Everyone can experience a Gap year, at any age and a lot of people might have experienced a gap in their momentum this year.
What’s a Gap Year? A Gap Year is a period of time (usually a year, but could be shorter) taken either before or after university education, to expand one’s horizons, typically by extensive travel and cross-cultural experiences. Put simply a Gap Year is a pause between two seasons.
Although a Gap Year is usually referenced in the context of University studies, I believe the concept applies throughout our lives and could happen at any age. The critical distinction is this: For the year (or period of time) to be a Gap Year, it must fall between “what I just finished/was doing” and “then after I’ll be doing…”. The Gap Year is intrinsically linked to vision. Unless I know what I’ll be doing “after” the Gap Year, it’s not really a Gap Year, is it?
Let’s talk vision for a moment. Vision is a picture of your life purpose fulfilled, future self, expressed in a number of goals, over a period of time. What I would like you to focus on is that vision is a picture of your “goals” clarified.
I maintain a few lists of goals that I reflect on regularly and update once a year, on my birthday. It starts with a Life Time list of goals, which reflect my “life purpose fulfilled”. The next list is my 10-year list, then a 7-year list, then a 4-year list and lastly my “this year list”. The rationale behind this system is to come up firstly with the Life Time list of goals and to then move some to the 10-year list. From the 10-year list, moving some to the next list and so on, until you have the “this year list” of goals.
You can set up your own breakdown of the lists and have one for each year if you like. Really depends on your own circumstances and age. When I was younger, I had a 5-year gap between lists, but also because I was still working out what my Life Time list would look like. Bottom line is your bookends are a “Life Time list” and a “this year list”. I’m still adding goals to my Life Time list.
So how does this relate to a Gap year? Currently the world is navigating through a medical pandemic that has led to loss of life, halted global travel, closed businesses and forced those businesses which didn’t close down to completely rethink how they operate. The interesting thing is that this pandemic hit at the start of 2020, the beginning of a new decade. Ironically this was set to be the year of vision, 20-20 vision (medical term) and then the pandemic hit, wiping whatever plans the world had.
How did this pandemic impact you? Did you have plans to expand your business, to travel overseas or studying in another country? Did you have to self-isolate, working from home or lost a job? All of a sudden what seemed secure was now shaken. New decade resolutions on pause or cancelled and we find that 2020 unexpectedly became a Gap year. The irony extended to the cancelation of global travel, which is normally the hallmark of a Gap year.
When we are faced with the unexpected, that put an enduring pause on our plans, we need to decide which side of our Gap year we will focus on.
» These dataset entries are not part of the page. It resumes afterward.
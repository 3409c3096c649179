//! Utility re-exports for the clawbot subsystem layer.
//!
//! - `controllers`: the `Subsystem` contract and the drive, elevator and intake mechanisms
//! - `hal`: actuator and heading-sensor seams, units, and simulated devices
//! - `math`: unit conversions for sprockets and differential drives
//! - `motion`: bounded waits on blocking motion commands
//! - `sequence`: data-driven command steps and the sequential runner
//! - `telemetry`: label/value sinks

pub mod config;
pub mod controllers;
pub mod error;
pub mod hal;
pub mod math;
pub mod motion;
pub mod sequence;
pub mod telemetry;

pub use config::RobotConfig;
pub use controllers::{Robot, Subsystem, SubsystemRegistry};
pub use embassy_time::Duration;
pub use error::{ConfigError, SequenceError, SubsystemError};
pub use motion::Outcome;
pub use sequence::{Sequencer, SystemCommand};
pub use telemetry::TelemetrySink;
We could go through it like taking a ride on a passenger train, adopting its momentum and simply accepting that our goals are on pause, day dreaming of what it will be like when things returns to normal. Or we could visualize ourselves standing on the other side of our Gap year and consider how we could “progress all Goals” (paG) during our Gap year. The “paG” acronym is “Gap” spelled in reverse if you didn’t notice.
So how do we progress all our goals? During this pandemic I started my next postgraduate course, renovated a home, sold another home, expanded my investment portfolio, taught my teenage son how to invest in shares, to name a few. I bought a book I wanted to read (the buying part is the progress, reading it is the next step). Sure my travel goals are on pause, but that doesn’t mean I can’t research the intended trips (progress). What goals are on your next year list or even 1 to 5-year list that you could progress? You may not be able to complete the goal, but what measurable step can you take today towards progressing it?
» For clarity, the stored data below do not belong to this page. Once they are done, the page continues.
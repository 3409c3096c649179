//! Bounded waits for blocking motion commands.
//!
//! A blocking command issues its target to the actuator and then polls for arrival every
//! `poll_interval`, giving up after `timeout`. Elapsed time is counted in poll intervals, so
//! the wait only needs an `embedded_hal::delay::DelayNs` and no wall clock.

use embassy_time::Duration;
use embedded_hal::delay::DelayNs;

use crate::utils::{config::MotionConfig, hal::HeadingSensor};

/// A limit switch marking one end of travel.
#[derive(Debug, Clone, Copy, PartialEq, Eq)]
pub enum Bound {
    Upper,
    Lower,
}

/// Result of a motion command.
#[derive(Debug, Clone, Copy, PartialEq, Eq)]
pub enum Outcome {
    /// The command was accepted and the caller did not wait for it.
    Dispatched,
    /// The actuator reported reaching its target.
    Arrived,
    /// The actuator did not report arrival before the timeout. It has been stopped.
    TimedOut,
    /// Another command replaced the target before arrival.
    Superseded,
    /// The command would have driven into a tripped limit switch and was replaced by a stop.
    SuppressedAtBound(Bound),
    /// A limit switch tripped while moving toward it and the move was stopped.
    StoppedAtBound(Bound),
}

impl Outcome {
    /// True when the command ended somewhere other than where it was sent.
    pub fn is_incomplete(&self) -> bool {
        !matches!(self, Outcome::Dispatched | Outcome::Arrived)
    }
}

/// Poll `check` until it yields an outcome or the timeout elapses.
///
/// `check` runs once before any delay, so an actuator that is already done returns without
/// sleeping. Returns `Outcome::TimedOut` when time runs out; stopping the actuator is left to
/// the caller, which owns it.
pub fn await_motion<D, E, F>(
    delay: &mut D,
    timeout: Duration,
    poll_interval: Duration,
    mut check: F,
) -> Result<Outcome, E>
where
    D: DelayNs,
    F: FnMut() -> Result<Option<Outcome>, E>,
{
    let timeout_ms = timeout.as_millis();
    // DelayNs takes u32 milliseconds; longer intervals saturate
    let poll_ms = u32::try_from(poll_interval.as_millis())
        .unwrap_or(u32::MAX)
        .max(1);
    let mut elapsed_ms = 0u64;

    loop {
        if let Some(outcome) = check()? {
            return Ok(outcome);
        }
        if elapsed_ms >= timeout_ms {
            tracing::warn!(timeout_ms, "motion did not complete before timeout");
            return Ok(Outcome::TimedOut);
        }
        delay.delay_ms(poll_ms);
        elapsed_ms += u64::from(poll_ms);
    }
}

/// Same as [`await_motion`] with timing taken from a [`MotionConfig`].
pub fn await_with<D, E, F>(delay: &mut D, config: &MotionConfig, check: F) -> Result<Outcome, E>
where
    D: DelayNs,
    F: FnMut() -> Result<Option<Outcome>, E>,
{
    await_motion(delay, config.timeout(), config.poll_interval(), check)
}

/// Settle time before starting inertial calibration.
const CALIBRATION_SETTLE_MS: u32 = 200;
/// Interval between calibration status polls.
const CALIBRATION_POLL: Duration = Duration::from_millis(25);

/// Run the inertial sensor's one-time calibration and wait for it to finish.
///
/// Must run before any subsystem that reads heading is used. Returns `Outcome::Arrived` when
/// calibration completes and `Outcome::TimedOut` otherwise.
pub fn calibrate_heading<H, D>(
    sensor: &mut H,
    delay: &mut D,
    timeout: Duration,
) -> Result<Outcome, H::Error>
where
    H: HeadingSensor,
    D: DelayNs,
{
    delay.delay_ms(CALIBRATION_SETTLE_MS);
    sensor.start_calibration()?;
    tracing::info!("calibrating inertial sensor");

    let outcome = await_motion::<_, H::Error, _>(delay, timeout, CALIBRATION_POLL, || {
        Ok(if sensor.is_calibrating()? {
            None
        } else {
            Some(Outcome::Arrived)
        })
    })?;

    match outcome {
        Outcome::Arrived => tracing::info!("inertial calibration complete"),
        _ => tracing::error!(?outcome, "inertial calibration did not finish"),
    }
    Ok(outcome)
}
It all starts with vision and articulating your goals across different time milestones. Fixing our gaze on the future, let us to see past the present pause and helping us to identify the goals we can progress. The pause could actually provide us with the margin to progress goals that might have otherwise lived on a list until years into the future. Sharing our vision and demonstrating how we progress our goals to our loved ones and friends might just inspire them to do the same. Embrace the Gap to Progress All Goals.